TASK GOAL —
Go through the lines below and copy any that hold the string "UnboundSender".

(Collected data entries)
━━━━━━━━

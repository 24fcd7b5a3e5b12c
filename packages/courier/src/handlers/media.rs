//! Media upload and download
//!
//! Upload stores the multipart `file` field and answers with its media id;
//! download serves a stored file back by that id.

use axum::{
    Json,
    extract::{Path, State, multipart::Multipart, multipart::MultipartError},
    http::{StatusCode, header},
    response::{IntoResponse, Response},
};
use std::time::Instant;
use tracing::{error, info, warn};

use crate::AppState;
use crate::storage::StorageError;

/// Multipart field that carries the uploaded file.
const FILE_FIELD: &str = "file";

#[derive(Debug, thiserror::Error)]
pub enum UploadError {
    #[error(transparent)]
    Storage(#[from] StorageError),

    #[error("multipart error: {0}")]
    Multipart(#[from] MultipartError),
}

impl IntoResponse for UploadError {
    fn into_response(self) -> Response {
        match self {
            UploadError::Storage(StorageError::InvalidFileType(_)) => {
                (StatusCode::UNSUPPORTED_MEDIA_TYPE, "Invalid file type").into_response()
            }
            UploadError::Storage(StorageError::FileTooLarge { .. }) => {
                (StatusCode::PAYLOAD_TOO_LARGE, "File too large").into_response()
            }
            UploadError::Storage(StorageError::NotFound(_)) => {
                (StatusCode::NOT_FOUND, "File not found").into_response()
            }
            UploadError::Storage(StorageError::Io(_)) => {
                (StatusCode::INTERNAL_SERVER_ERROR, "Failed to store file").into_response()
            }
            UploadError::Multipart(e) => (e.status(), e.body_text()).into_response(),
        }
    }
}

pub async fn upload_handler(State(state): State<AppState>, mut multipart: Multipart) -> Response {
    let started = Instant::now();
    info!("started file upload");

    match receive_upload(&state, &mut multipart).await {
        Ok(Some(media_id)) => {
            state.metrics.upload_stored();
            info!(
                seconds = started.elapsed().as_secs_f64(),
                %media_id,
                "file uploaded"
            );
            (
                StatusCode::CREATED,
                [(header::LOCATION, format!("download/{media_id}"))],
                Json(serde_json::json!({ "mediaId": media_id })),
            )
                .into_response()
        }
        Ok(None) => {
            error!("badrequest on file upload");
            (StatusCode::BAD_REQUEST, "No file uploaded").into_response()
        }
        Err(e) => {
            state.metrics.upload_rejected();
            warn!(error = %e, "upload rejected");
            e.into_response()
        }
    }
}

/// Streams the `file` field into memory, checking type up front and size as
/// chunks arrive. Returns `None` when the form has no such field.
async fn receive_upload(
    state: &AppState,
    multipart: &mut Multipart,
) -> Result<Option<String>, UploadError> {
    while let Some(mut field) = multipart.next_field().await? {
        if field.name() != Some(FILE_FIELD) {
            continue;
        }

        let original_name = field.file_name().unwrap_or_default().to_string();
        let mime = field.content_type().unwrap_or_default().to_string();
        state.media.check_type(&mime)?;

        let mut data = Vec::new();
        while let Some(chunk) = field.chunk().await? {
            data.extend_from_slice(&chunk);
            state.media.check_size(data.len() as u64)?;
        }

        let media_id = state.media.store(&original_name, &mime, &data).await?;
        return Ok(Some(media_id));
    }
    Ok(None)
}

pub async fn download_handler(
    State(state): State<AppState>,
    Path(filename): Path<String>,
) -> Response {
    match state.media.open(&filename).await {
        Ok(media) => (
            [
                (header::CONTENT_TYPE, media.content_type.to_string()),
                (
                    header::CONTENT_DISPOSITION,
                    format!("attachment; filename=\"{filename}\""),
                ),
            ],
            media.bytes,
        )
            .into_response(),
        Err(StorageError::NotFound(_)) => (StatusCode::NOT_FOUND, "File not found").into_response(),
        Err(e) => {
            error!(%filename, error = %e, "failed to read media");
            (StatusCode::INTERNAL_SERVER_ERROR, "Failed to read file").into_response()
        }
    }
}
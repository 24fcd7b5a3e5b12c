//! Wire frames exchanged with clients.
//!
//! Everything except the subscribe control frame is JSON tagged by `type`.
//! Unrecognised tags deserialize into an `Unsupported` variant so the relay
//! can ignore them without treating the frame as malformed.

use serde::{Deserialize, Serialize};

use crate::message::{MediaInput, Message, TextInput};

/// Prefix of the plain-text control frame that binds a nickname.
pub const SUBSCRIBE_PREFIX: &str = "subscribe:";

/// Frames sent by clients after subscribing.
#[derive(Debug, Clone, PartialEq, Eq, Deserialize)]
#[serde(tag = "type", rename_all = "lowercase")]
pub enum ClientFrame {
    Ping,
    Message { message: InboundMessage },
    #[serde(other)]
    Unsupported,
}

/// The nested `message` object of a data frame.
#[derive(Debug, Clone, PartialEq, Eq, Deserialize)]
#[serde(tag = "type", rename_all = "lowercase")]
pub enum InboundMessage {
    Text(TextInput),
    Image(MediaInput),
    Video(MediaInput),
    #[serde(other)]
    Unsupported,
}

/// Frames sent by the relay.
#[derive(Debug, Clone, PartialEq, Eq, Serialize, Deserialize)]
#[serde(tag = "type", rename_all = "lowercase")]
pub enum ServerFrame {
    Pong,
    Message { message: Message },
}

impl ServerFrame {
    pub fn encode(&self) -> Result<String, serde_json::Error> {
        serde_json::to_string(self)
    }
}

/// Returns the nickname carried by a subscribe control frame, verbatim.
pub fn parse_subscribe(text: &str) -> Option<&str> {
    text.strip_prefix(SUBSCRIBE_PREFIX)
}
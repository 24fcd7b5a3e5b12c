use std::sync::{Mutex, MutexGuard, PoisonError};
use tracing::{debug, trace};

use crate::error::RelayError;
use crate::message::{MediaKind, Message, MessageFactory};
use crate::protocol::{ClientFrame, InboundMessage, ServerFrame, parse_subscribe};
use crate::registry::{ConnectionId, ConnectionState, Registry, Subscription};

/// One outbound frame addressed to one connection.
#[derive(Debug, Clone, PartialEq, Eq)]
pub struct Delivery {
    pub target: ConnectionId,
    pub frame: String,
}

/// Nickname registry plus message relay, driven by transport events.
///
/// All methods take `&self` and may be called concurrently from any number
/// of connection tasks. Each registry operation holds the lock only for the
/// lookup or update itself; parsing and encoding happen outside it.
#[derive(Debug, Default)]
pub struct Relay {
    registry: Mutex<Registry>,
    factory: MessageFactory,
}

impl Relay {
    pub fn new() -> Self {
        Self::default()
    }

    pub fn on_connection_open(&self, conn: ConnectionId) {
        self.registry().open(conn);
        trace!(%conn, "connection opened");
    }

    /// Drops the connection and any binding it held. Returns the released nickname.
    pub fn on_connection_close(&self, conn: ConnectionId) -> Option<String> {
        let released = self.registry().close(conn);
        debug!(%conn, nickname = ?released, "connection closed");
        released
    }

    /// Handles one inbound frame and returns the frames to send.
    pub fn on_frame(&self, conn: ConnectionId, raw: &[u8]) -> Result<Vec<Delivery>, RelayError> {
        // Nicknames tolerate bad bytes (replaced with U+FFFD); JSON frames do not.
        if let Some(nickname) = parse_subscribe(&String::from_utf8_lossy(raw)) {
            self.subscribe(conn, nickname)?;
            return Ok(Vec::new());
        }
        let text = std::str::from_utf8(raw)?;

        match self.registry().state(conn) {
            ConnectionState::Bound(_) => {}
            ConnectionState::Unbound => return Err(RelayError::UnboundSender(conn)),
            ConnectionState::Closed => return Err(RelayError::UnknownConnection(conn)),
        }

        match serde_json::from_str::<ClientFrame>(text)? {
            ClientFrame::Ping => {
                let frame = ServerFrame::Pong.encode().map_err(RelayError::Encode)?;
                Ok(vec![Delivery { target: conn, frame }])
            }
            ClientFrame::Message { message } => match self.build(message) {
                Some(message) => self.deliver(conn, message),
                None => Ok(Vec::new()),
            },
            ClientFrame::Unsupported => {
                trace!(%conn, "ignoring frame with unsupported type");
                Ok(Vec::new())
            }
        }
    }

    /// Binds `nickname` to `conn`, as a `subscribe:` frame would.
    pub fn subscribe(&self, conn: ConnectionId, nickname: &str) -> Result<Subscription, RelayError> {
        let subscription = self
            .registry()
            .subscribe(conn, nickname)
            .ok_or(RelayError::UnknownConnection(conn))?;
        debug!(%conn, nickname, evicted = ?subscription.evicted, "subscribed");
        Ok(subscription)
    }

    /// Connection currently bound to `nickname`.
    pub fn lookup(&self, nickname: &str) -> Option<ConnectionId> {
        self.registry().lookup(nickname)
    }

    pub fn state(&self, conn: ConnectionId) -> ConnectionState {
        self.registry().state(conn)
    }

    pub fn connection_count(&self) -> usize {
        self.registry().connection_count()
    }

    pub fn bound_count(&self) -> usize {
        self.registry().bound_count()
    }

    fn build(&self, inbound: InboundMessage) -> Option<Message> {
        match inbound {
            InboundMessage::Text(input) => Some(self.factory.new_text_message(input)),
            InboundMessage::Image(input) => {
                Some(self.factory.new_media_message(MediaKind::Image, input))
            }
            InboundMessage::Video(input) => {
                Some(self.factory.new_media_message(MediaKind::Video, input))
            }
            InboundMessage::Unsupported => None,
        }
    }

    /// Echoes to the sender and forwards to the receiver if one is bound.
    fn deliver(&self, origin: ConnectionId, message: Message) -> Result<Vec<Delivery>, RelayError> {
        let receiver = self.lookup(message.receiver());
        let id = message.id;
        let frame = ServerFrame::Message { message }
            .encode()
            .map_err(RelayError::Encode)?;

        let mut deliveries = Vec::with_capacity(2);
        deliveries.push(Delivery {
            target: origin,
            frame: frame.clone(),
        });
        match receiver {
            Some(target) => deliveries.push(Delivery { target, frame }),
            None => debug!(%origin, message_id = %id, "receiver not connected, echoing to sender only"),
        }
        Ok(deliveries)
    }

    fn registry(&self) -> MutexGuard<'_, Registry> {
        self.registry.lock().unwrap_or_else(PoisonError::into_inner)
    }
}

#[cfg(test)]
mod tests {
    use super::*;

    fn bound(relay: &Relay, nickname: &str) -> ConnectionId {
        let conn = ConnectionId::new();
        relay.on_connection_open(conn);
        relay
            .on_frame(conn, format!("subscribe:{nickname}").as_bytes())
            .unwrap();
        conn
    }

    #[test]
    fn subscribe_frame_sends_nothing() {
        let relay = Relay::new();
        let conn = ConnectionId::new();
        relay.on_connection_open(conn);

        let out = relay.on_frame(conn, b"subscribe:alice").unwrap();
        assert!(out.is_empty());
        assert_eq!(relay.lookup("alice"), Some(conn));
    }

    #[test]
    fn subscribe_on_unopened_connection_fails() {
        let relay = Relay::new();
        let conn = ConnectionId::new();

        let err = relay.on_frame(conn, b"subscribe:alice").unwrap_err();
        assert!(matches!(err, RelayError::UnknownConnection(c) if c == conn));
        assert_eq!(relay.lookup("alice"), None);
    }

    #[test]
    fn unbound_frames_are_rejected() {
        let relay = Relay::new();
        let conn = ConnectionId::new();
        relay.on_connection_open(conn);

        let err = relay.on_frame(conn, br#"{"type":"ping"}"#).unwrap_err();
        assert!(matches!(err, RelayError::UnboundSender(_)));
    }

    #[test]
    fn non_utf8_is_malformed() {
        let relay = Relay::new();
        let conn = bound(&relay, "alice");

        let err = relay.on_frame(conn, &[0xff, 0xfe]).unwrap_err();
        assert!(matches!(err, RelayError::MalformedFrame(_)));
    }

    #[test]
    fn unsupported_frames_produce_nothing() {
        let relay = Relay::new();
        let conn = bound(&relay, "alice");

        assert!(relay.on_frame(conn, br#"{"type":"typing"}"#).unwrap().is_empty());
        assert!(
            relay
                .on_frame(conn, br#"{"type":"message","message":{"type":"audio"}}"#)
                .unwrap()
                .is_empty()
        );
    }

    #[test]
    fn self_addressed_message_is_delivered_twice() {
        let relay = Relay::new();
        let conn = bound(&relay, "alice");

        let out = relay
            .on_frame(
                conn,
                br#"{"type":"message","message":{"type":"text","content":"note","sender":"alice","receiver":"alice"}}"#,
            )
            .unwrap();

        assert_eq!(out.len(), 2);
        assert!(out.iter().all(|d| d.target == conn));
        assert_eq!(out[0].frame, out[1].frame);
    }

    #[test]
    fn poisoned_lock_still_serves() {
        let relay = std::sync::Arc::new(Relay::new());
        let conn = bound(&relay, "alice");

        let poisoner = relay.clone();
        let _ = std::thread::spawn(move || {
            let _guard = poisoner.registry.lock().unwrap();
            panic!("poison the registry lock");
        })
        .join();

        assert_eq!(relay.lookup("alice"), Some(conn));
    }
}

━━━━━━━━

ANSWER FOR THE TASK —
            ConnectionState::Unbound => return Err(RelayError::UnboundSender(conn)),
        assert!(matches!(err, RelayError::UnboundSender(_)));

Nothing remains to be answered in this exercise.